İsmail Dede Efendi kimdir
Türk musikisinin usta bestekarı, hayatı boyunca 500 yapıta imza atan İsmail Dede Efendi’nin hayat öyküsüdür.
İsmail Dede Efendi 9 Ocak 1778 tarihinde İstanbul’da doğdu. Babası uzun müddet Cezzar Ahmet Paşa’nın mühürdarlığını yapan Süleyman Ağa, annesi Rukiye Hanım’dır.
Mevleviyye tarikatine mensup olduğundan İsmail Dede Dede Efendi, babasının hamam işletmeciliği ile meşgul olmasından ötürü hamâmîzâde (hammâmîzâde) diye tanınmıştır.
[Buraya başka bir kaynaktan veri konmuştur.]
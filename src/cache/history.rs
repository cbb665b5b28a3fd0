//! Remembered dependency sets of one asset.

use std::collections::VecDeque;

use serde::{Deserialize, Serialize};

/// Bounded list of dependency sets, most recently hit first.
///
/// A hit moves its entry to the front; pushing past the depth drops the
/// entry at the back, which is always the least recently hit one.
#[derive(Debug, Clone, PartialEq, Serialize, Deserialize)]
pub struct DependencyHistory {
    entries: VecDeque<Vec<String>>,
    #[serde(skip)]
    depth: usize,
}

impl DependencyHistory {
    pub fn new(depth: usize) -> Self {
        Self {
            entries: VecDeque::new(),
            depth: depth.max(1),
        }
    }

    /// Re-bound a history read back from the cache.
    pub fn with_depth(mut self, depth: usize) -> Self {
        self.depth = depth.max(1);
        self.entries.truncate(self.depth);
        self
    }

    pub fn iter(&self) -> impl Iterator<Item = &Vec<String>> {
        self.entries.iter()
    }

    pub fn len(&self) -> usize {
        self.entries.len()
    }

    pub fn is_empty(&self) -> bool {
        self.entries.is_empty()
    }

    /// Move the entry at `index` to the front. Returns whether anything moved.
    pub fn promote(&mut self, index: usize) -> bool {
        if index == 0 {
            return false;
        }
        match self.entries.remove(index) {
            Some(entry) => {
                self.entries.push_front(entry);
                true
            }
            None => false,
        }
    }

    /// Record a freshly computed dependency set at the front.
    pub fn push(&mut self, dependencies: Vec<String>) {
        if let Some(pos) = self.entries.iter().position(|e| *e == dependencies) {
            self.promote(pos);
            return;
        }
        self.entries.push_front(dependencies);
        self.entries.truncate(self.depth);
    }
}

#[cfg(test)]
mod tests {
    use super::*;

    fn set(name: &str) -> Vec<String> {
        vec![format!("file-digest:///srv/{name}")]
    }

    fn fronts(history: &DependencyHistory) -> Vec<String> {
        history.iter().map(|e| e[0].clone()).collect()
    }

    #[test]
    fn test_push_is_most_recent_first() {
        let mut history = DependencyHistory::new(3);
        history.push(set("a"));
        history.push(set("b"));
        assert_eq!(fronts(&history), vec![set("b")[0].clone(), set("a")[0].clone()]);
    }

    #[test]
    fn test_fourth_set_evicts_least_recently_hit() {
        let mut history = DependencyHistory::new(3);
        history.push(set("a"));
        history.push(set("b"));
        history.push(set("c"));
        // [c, b, a]; hitting `a` makes `b` the oldest
        assert!(history.promote(2));
        history.push(set("d"));

        assert_eq!(history.len(), 3);
        let kept = fronts(&history);
        assert_eq!(kept[0], set("d")[0]);
        assert_eq!(kept[1], set("a")[0]);
        assert_eq!(kept[2], set("c")[0]);
        assert!(!kept.contains(&set("b")[0]));
    }

    #[test]
    fn test_repeat_push_promotes_instead_of_duplicating() {
        let mut history = DependencyHistory::new(3);
        history.push(set("a"));
        history.push(set("b"));
        history.push(set("a"));
        assert_eq!(history.len(), 2);
        assert_eq!(fronts(&history)[0], set("a")[0]);
    }

    #[test]
    fn test_depth_survives_cache_roundtrip() {
        let mut history = DependencyHistory::new(2);
        history.push(set("a"));
        history.push(set("b"));
        let json = serde_json::to_string(&history).unwrap();
        let back: DependencyHistory = serde_json::from_str(&json).unwrap();
        let mut back = back.with_depth(2);
        back.push(set("c"));
        assert_eq!(back.len(), 2);
    }
}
İsmail Efendi tahsilini Hekimoğlu Ali Paşa Camii’nin bitişiğindeki Çamaşırcı Mektebi’nde tamamladıktan sonra defterdarlıkta Baş muhasebe Kalemi’nde katip muavini olarak çalışmaya başladı.
Öğrenciliği sırasında sesinin hoşluğundan ötürü İlahicibaşı olan İsmail, birinci musiki derslerini sesini bir merasimde dinleyip beğenen Anadolu Kesedarı Uncuzade Mehmet Emin Efendiden aldı.
Düzenli olarak devam ettiği Yenikapı Mevlevihanesi’nde Ali Nutki Dede ile kardeşi Abdülbaki Nasır dede ve bölümün ileri gelen musikişinaslarından faydalanarak kendini yetiştirdi. Ney üflemeyi de Abdülbâki Nasır Dede’den öğrendiği söylenir.
Çile…
Ali Nutki Dede’ye intisap ederek 3 Haziran 1798 tarihinde zahmete soyundu. Kısa bir müddet sonra babasını kaybetti. Sıkıntısının ikinci yılında iken bestelediği “Zülfündedir benim baht-ı siyahım” mısrayla başlayan buselik müziği musiki etraflarında büyük yankı uyandırdı.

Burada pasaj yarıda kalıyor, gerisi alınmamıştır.